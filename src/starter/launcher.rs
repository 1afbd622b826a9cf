// Copyright (c) 2024 Huawei Technologies Co.,Ltd. All rights reserved.
//
// StratoVirt is licensed under Mulan PSL v2.
// You can use this software according to the terms and conditions of the Mulan
// PSL v2.
// You may obtain a copy of Mulan PSL v2 at:
//         http://license.coscl.org.cn/MulanPSL2
// THIS SOFTWARE IS PROVIDED ON AN "AS IS" BASIS, WITHOUT WARRANTIES OF ANY
// KIND, EITHER EXPRESS OR IMPLIED, INCLUDING BUT NOT LIMITED TO
// NON-INFRINGEMENT, MERCHANTABILITY OR FIT FOR A PARTICULAR PURPOSE.
// See the Mulan PSL v2 for more details.

// Process layout built by `launch`:
//
//      starter ----(clone)----> cleanup helper      (host namespaces)
//         |   ----(clone)----> post start helper   (host namespaces)
//         |   ----(clone)----> container process   (new namespaces)
//         v
//      master (same process as the starter)

use std::{
    convert::Infallible,
    fs::{write, OpenOptions},
    io::Write,
    os::unix::io::RawFd,
    path::Path,
    process::Command,
    sync::Arc,
};

use anyhow::{bail, Context, Result};
use log::{debug, info};
use nix::{
    sys::signal::{SigSet, Signal},
    unistd::{close, getpid, getppid, Pid},
};

use super::{
    host::{cleanup_host, post_start_host},
    master::{master, ImageFile, MasterSockets},
    stage::container_stage,
    IdMapping, StarterConfig,
};
use crate::{
    engine::Engine,
    utils::{
        channel::{pair, COMPLETE, FAILURE},
        clone_process, prctl, Connection, Namespaces, StageErr,
    },
};

const NO_HELPER: RawFd = -1;

fn close_fds(fds: &[RawFd]) {
    for fd in fds.iter().filter(|fd| **fd >= 0) {
        let _ = close(*fd);
    }
}

/// Clone a helper process in the host namespaces, running `run` on its end
/// of a new socket pair. Returns the master end.
///
/// `inherited` are descriptors of the master the helper must not keep.
fn spawn_host_helper<F>(
    name: &'static str,
    death_signal: Signal,
    inherited: &[RawFd],
    run: F,
) -> Result<RawFd>
where
    F: Fn(RawFd) -> Result<i32>,
{
    let (master_end, helper_end) = pair()?;
    let starter = getpid();

    clone_process(name, Namespaces::empty(), || {
        close_fds(inherited);
        close_fds(&[master_end]);
        // Kept pending until the helper waits for it, SIGKILL can't be.
        if death_signal != Signal::SIGKILL {
            let mut mask = SigSet::empty();
            mask.add(death_signal);
            mask.thread_block()
                .with_context(|| format!("Failed to block {}", death_signal))?;
        }
        prctl::set_parent_death_signal(death_signal)?;
        // The death signal is lost if the starter died before it was set.
        if getppid() != starter {
            bail!("starter exited before {} helper started", name);
        }
        run(helper_end)
    })
    .with_context(|| StageErr::CloneProcess(name))?;

    close(helper_end).with_context(|| format!("Failed to close {} helper socket", name))?;
    Ok(master_end)
}

fn format_id_mappings(mappings: &[IdMapping]) -> String {
    mappings
        .iter()
        .map(|m| format!("{} {} {}\n", m.container_id, m.host_id, m.size))
        .collect()
}

fn write_id_mapping(mappings: &[IdMapping], pid: Pid, file: &'static str) -> Result<()> {
    let path = format!("/proc/{}/{}", pid.as_raw(), file);
    let mut opened_file = OpenOptions::new()
        .write(true)
        .open(&path)
        .with_context(|| StageErr::OpenFile(path))?;
    opened_file
        .write_all(format_id_mappings(mappings).as_bytes())
        .with_context(|| StageErr::WriteIdMap(file, pid.as_raw()))?;
    Ok(())
}

fn id_map_args(mappings: &[IdMapping], pid: Pid) -> Vec<String> {
    let mut args = vec![pid.as_raw().to_string()];
    for m in mappings {
        args.push(m.container_id.to_string());
        args.push(m.host_id.to_string());
        args.push(m.size.to_string());
    }
    args
}

fn run_id_map_binary(binary: &Path, mappings: &[IdMapping], pid: Pid) -> Result<()> {
    let output = Command::new(binary)
        .args(id_map_args(mappings, pid))
        .output()
        .with_context(|| format!("Failed to run {}", binary.display()))?;
    if !output.status.success() {
        bail!(
            "{} failed with {}: {}",
            binary.display(),
            output.status,
            String::from_utf8_lossy(&output.stderr).trim()
        );
    }
    Ok(())
}

fn set_groups(pid: Pid, allow: bool) -> Result<()> {
    let path = format!("/proc/{}/setgroups", pid.as_raw());
    let policy = if allow { "allow" } else { "deny" };
    write(&path, policy).with_context(|| format!("Failed to write {} to {}", policy, path))
}

/// Write the user namespace mappings of `pid`, through the setuid helpers
/// when the engine asked for them.
fn set_id_mappings(pid: Pid, config: &StarterConfig) -> Result<()> {
    if config.newgidmap_path.is_none() && !config.allow_setgroups {
        set_groups(pid, false).with_context(|| "Failed to disable setting groups")?;
    }

    if !config.uid_mappings.is_empty() {
        match &config.newuidmap_path {
            Some(bin) => run_id_map_binary(bin, &config.uid_mappings, pid)?,
            None => write_id_mapping(&config.uid_mappings, pid, "uid_map")?,
        }
    }
    if !config.gid_mappings.is_empty() {
        match &config.newgidmap_path {
            Some(bin) => run_id_map_binary(bin, &config.gid_mappings, pid)?,
            None => write_id_mapping(&config.gid_mappings, pid, "gid_map")?,
        }
    }
    Ok(())
}

/// Build the container process for `engine` and turn the calling process
/// into its master. Only returns if the container process could not be set
/// up, the master itself exits.
pub fn launch(mut engine: Engine, image: Option<Box<dyn ImageFile>>) -> Result<Infallible> {
    info!(
        "Launching container {} with {} engine",
        engine.common.container_id,
        engine.ops.name()
    );
    let mut config = StarterConfig::new();
    engine
        .ops
        .prepare_config(&mut config)
        .with_context(|| format!("{} engine failed to prepare configuration", engine.ops.name()))?;
    debug!("Starter configuration: {:?}", config);

    let helpers = engine.ops.host_helpers();
    let engine = Arc::new(engine);
    let image_fd = image.as_ref().and_then(|i| i.raw_fd()).unwrap_or(NO_HELPER);

    let cleanup = if helpers.cleanup {
        let e = engine.clone();
        // SIGTERM lets the helper clean up when the master dies.
        spawn_host_helper("cleanup-host", Signal::SIGTERM, &[image_fd], move |fd| {
            Ok(cleanup_host(fd, &e))
        })?
    } else {
        NO_HELPER
    };

    let post_start = if helpers.post_start {
        let e = engine.clone();
        let inherited = [cleanup, image_fd];
        spawn_host_helper("post-start-host", Signal::SIGKILL, &inherited, move |fd| {
            post_start_host(fd, &e).map(|_| 0)
        })?
    } else {
        NO_HELPER
    };

    let (rpc, rpc_peer) = pair()?;
    let (master_socket, master_peer) = pair()?;
    let setup = if config.user_namespace() {
        Some(pair()?)
    } else {
        None
    };
    let (setup_socket, setup_peer) = match setup {
        Some((s, p)) => (s, Some(p)),
        None => (NO_HELPER, None),
    };

    let starter = getpid();
    let pid = clone_process("container", config.namespaces, || {
        // The rpc peer stays open until the payload is executed.
        close_fds(&[rpc, master_socket, setup_socket, cleanup, post_start, image_fd]);
        Ok(container_stage(starter, setup_peer, master_peer, &config, &engine))
    })
    .with_context(|| StageErr::CloneProcess("container"))?;
    info!("Container process {} created", pid);
    close_fds(&[rpc_peer, master_peer]);

    if let Some(peer) = setup_peer {
        close_fds(&[peer]);
        let setup = Connection::wrap(setup_socket, "setup-socket")?;
        if let Err(e) = set_id_mappings(pid, &config) {
            setup.signal(FAILURE)?;
            return Err(e);
        }
        setup.signal(COMPLETE)?;
    }

    let sockets = MasterSockets {
        rpc,
        master: master_socket,
        post_start,
        cleanup,
    };
    master(sockets, pid, image, engine)
}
------------------------------------------------------------
◆ Exercise requirements
Where the material contains a line with "Infallible", return that line.

◆ Exercise solution
    convert::Infallible,
pub fn launch(mut engine: Engine, image: Option<Box<dyn ImageFile>>) -> Result<Infallible> {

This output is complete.